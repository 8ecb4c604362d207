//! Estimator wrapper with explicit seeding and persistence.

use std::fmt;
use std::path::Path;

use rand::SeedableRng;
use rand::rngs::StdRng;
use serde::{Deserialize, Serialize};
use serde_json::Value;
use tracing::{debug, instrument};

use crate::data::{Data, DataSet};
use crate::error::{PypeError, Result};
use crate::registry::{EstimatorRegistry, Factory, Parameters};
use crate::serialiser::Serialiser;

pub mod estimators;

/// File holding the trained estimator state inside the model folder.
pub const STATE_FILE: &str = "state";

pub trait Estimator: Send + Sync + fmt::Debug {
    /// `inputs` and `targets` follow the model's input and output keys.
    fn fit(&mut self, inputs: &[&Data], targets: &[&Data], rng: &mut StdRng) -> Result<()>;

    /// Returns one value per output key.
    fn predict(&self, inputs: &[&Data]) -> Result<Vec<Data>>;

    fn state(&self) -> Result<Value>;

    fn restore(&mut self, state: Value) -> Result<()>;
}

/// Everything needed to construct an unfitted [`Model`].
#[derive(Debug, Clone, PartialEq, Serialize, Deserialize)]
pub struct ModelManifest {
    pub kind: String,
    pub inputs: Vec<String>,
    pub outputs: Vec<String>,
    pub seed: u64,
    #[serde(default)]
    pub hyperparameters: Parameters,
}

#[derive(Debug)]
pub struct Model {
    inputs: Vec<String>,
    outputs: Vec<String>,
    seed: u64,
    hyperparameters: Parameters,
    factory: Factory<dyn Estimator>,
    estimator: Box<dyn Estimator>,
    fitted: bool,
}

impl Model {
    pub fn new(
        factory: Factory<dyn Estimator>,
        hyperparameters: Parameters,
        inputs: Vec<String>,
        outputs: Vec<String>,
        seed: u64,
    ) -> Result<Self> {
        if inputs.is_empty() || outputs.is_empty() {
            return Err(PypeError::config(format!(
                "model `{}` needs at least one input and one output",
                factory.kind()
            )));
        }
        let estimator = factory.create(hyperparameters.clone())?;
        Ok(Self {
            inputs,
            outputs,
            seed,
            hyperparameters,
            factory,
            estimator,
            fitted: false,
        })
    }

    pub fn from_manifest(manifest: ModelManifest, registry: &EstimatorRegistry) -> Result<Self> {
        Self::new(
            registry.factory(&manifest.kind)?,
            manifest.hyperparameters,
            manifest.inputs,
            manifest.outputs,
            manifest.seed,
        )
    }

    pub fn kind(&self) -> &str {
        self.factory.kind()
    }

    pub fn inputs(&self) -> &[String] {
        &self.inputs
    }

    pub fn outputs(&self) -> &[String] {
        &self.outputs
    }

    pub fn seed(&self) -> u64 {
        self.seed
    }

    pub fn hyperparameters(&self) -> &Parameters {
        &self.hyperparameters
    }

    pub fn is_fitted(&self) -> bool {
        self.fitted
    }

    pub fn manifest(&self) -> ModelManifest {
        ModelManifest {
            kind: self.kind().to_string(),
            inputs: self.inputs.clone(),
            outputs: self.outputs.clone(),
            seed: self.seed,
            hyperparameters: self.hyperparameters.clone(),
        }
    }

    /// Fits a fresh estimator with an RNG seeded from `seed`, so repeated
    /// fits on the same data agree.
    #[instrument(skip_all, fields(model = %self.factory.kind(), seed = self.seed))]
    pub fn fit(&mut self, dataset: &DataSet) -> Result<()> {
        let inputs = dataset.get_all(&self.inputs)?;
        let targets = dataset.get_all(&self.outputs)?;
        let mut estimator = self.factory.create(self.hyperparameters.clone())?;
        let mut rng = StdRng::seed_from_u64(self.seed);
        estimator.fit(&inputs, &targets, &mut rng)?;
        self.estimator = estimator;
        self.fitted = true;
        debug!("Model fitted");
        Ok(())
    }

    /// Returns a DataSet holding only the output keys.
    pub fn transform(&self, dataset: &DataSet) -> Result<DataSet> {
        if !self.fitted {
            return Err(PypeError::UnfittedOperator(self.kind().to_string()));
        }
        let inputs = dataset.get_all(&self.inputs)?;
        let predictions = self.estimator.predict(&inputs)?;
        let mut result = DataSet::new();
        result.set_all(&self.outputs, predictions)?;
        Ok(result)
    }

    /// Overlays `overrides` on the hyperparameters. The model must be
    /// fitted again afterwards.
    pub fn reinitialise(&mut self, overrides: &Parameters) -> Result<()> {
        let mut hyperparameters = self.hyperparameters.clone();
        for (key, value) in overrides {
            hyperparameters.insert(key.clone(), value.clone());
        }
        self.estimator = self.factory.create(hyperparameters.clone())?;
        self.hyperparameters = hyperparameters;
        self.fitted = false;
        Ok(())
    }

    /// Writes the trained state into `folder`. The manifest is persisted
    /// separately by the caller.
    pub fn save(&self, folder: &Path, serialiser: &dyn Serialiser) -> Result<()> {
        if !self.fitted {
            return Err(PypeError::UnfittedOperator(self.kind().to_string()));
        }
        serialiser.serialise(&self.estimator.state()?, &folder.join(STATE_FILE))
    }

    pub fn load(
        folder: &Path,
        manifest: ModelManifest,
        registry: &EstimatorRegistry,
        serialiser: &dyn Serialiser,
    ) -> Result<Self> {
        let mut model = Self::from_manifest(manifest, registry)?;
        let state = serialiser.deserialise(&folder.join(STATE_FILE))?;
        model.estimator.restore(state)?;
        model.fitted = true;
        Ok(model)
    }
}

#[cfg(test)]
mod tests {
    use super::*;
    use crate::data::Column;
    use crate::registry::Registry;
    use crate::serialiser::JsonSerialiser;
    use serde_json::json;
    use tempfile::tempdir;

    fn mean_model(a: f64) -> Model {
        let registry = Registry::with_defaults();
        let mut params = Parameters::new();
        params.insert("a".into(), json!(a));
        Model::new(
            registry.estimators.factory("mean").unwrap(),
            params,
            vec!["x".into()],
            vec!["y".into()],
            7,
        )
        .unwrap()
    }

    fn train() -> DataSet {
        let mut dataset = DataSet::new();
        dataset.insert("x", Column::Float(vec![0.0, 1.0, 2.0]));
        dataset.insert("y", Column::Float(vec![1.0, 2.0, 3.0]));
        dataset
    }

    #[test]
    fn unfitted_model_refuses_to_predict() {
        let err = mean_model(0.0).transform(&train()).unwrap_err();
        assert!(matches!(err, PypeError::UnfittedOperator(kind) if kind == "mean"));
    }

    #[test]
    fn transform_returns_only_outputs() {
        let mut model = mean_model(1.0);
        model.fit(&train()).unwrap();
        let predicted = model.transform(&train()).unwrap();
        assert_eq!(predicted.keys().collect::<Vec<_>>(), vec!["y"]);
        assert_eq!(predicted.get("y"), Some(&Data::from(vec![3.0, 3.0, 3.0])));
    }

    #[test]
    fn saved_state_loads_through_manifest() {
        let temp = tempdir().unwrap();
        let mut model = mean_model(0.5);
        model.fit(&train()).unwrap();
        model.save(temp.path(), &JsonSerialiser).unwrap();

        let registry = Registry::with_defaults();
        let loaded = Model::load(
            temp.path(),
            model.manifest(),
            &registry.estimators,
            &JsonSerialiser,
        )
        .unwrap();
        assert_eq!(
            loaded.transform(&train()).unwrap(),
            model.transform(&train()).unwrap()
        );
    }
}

* [Exercise directions]: Find how many lines in the material above hold the word "tempdir", then reply with only that figure.

* [Reply]: 2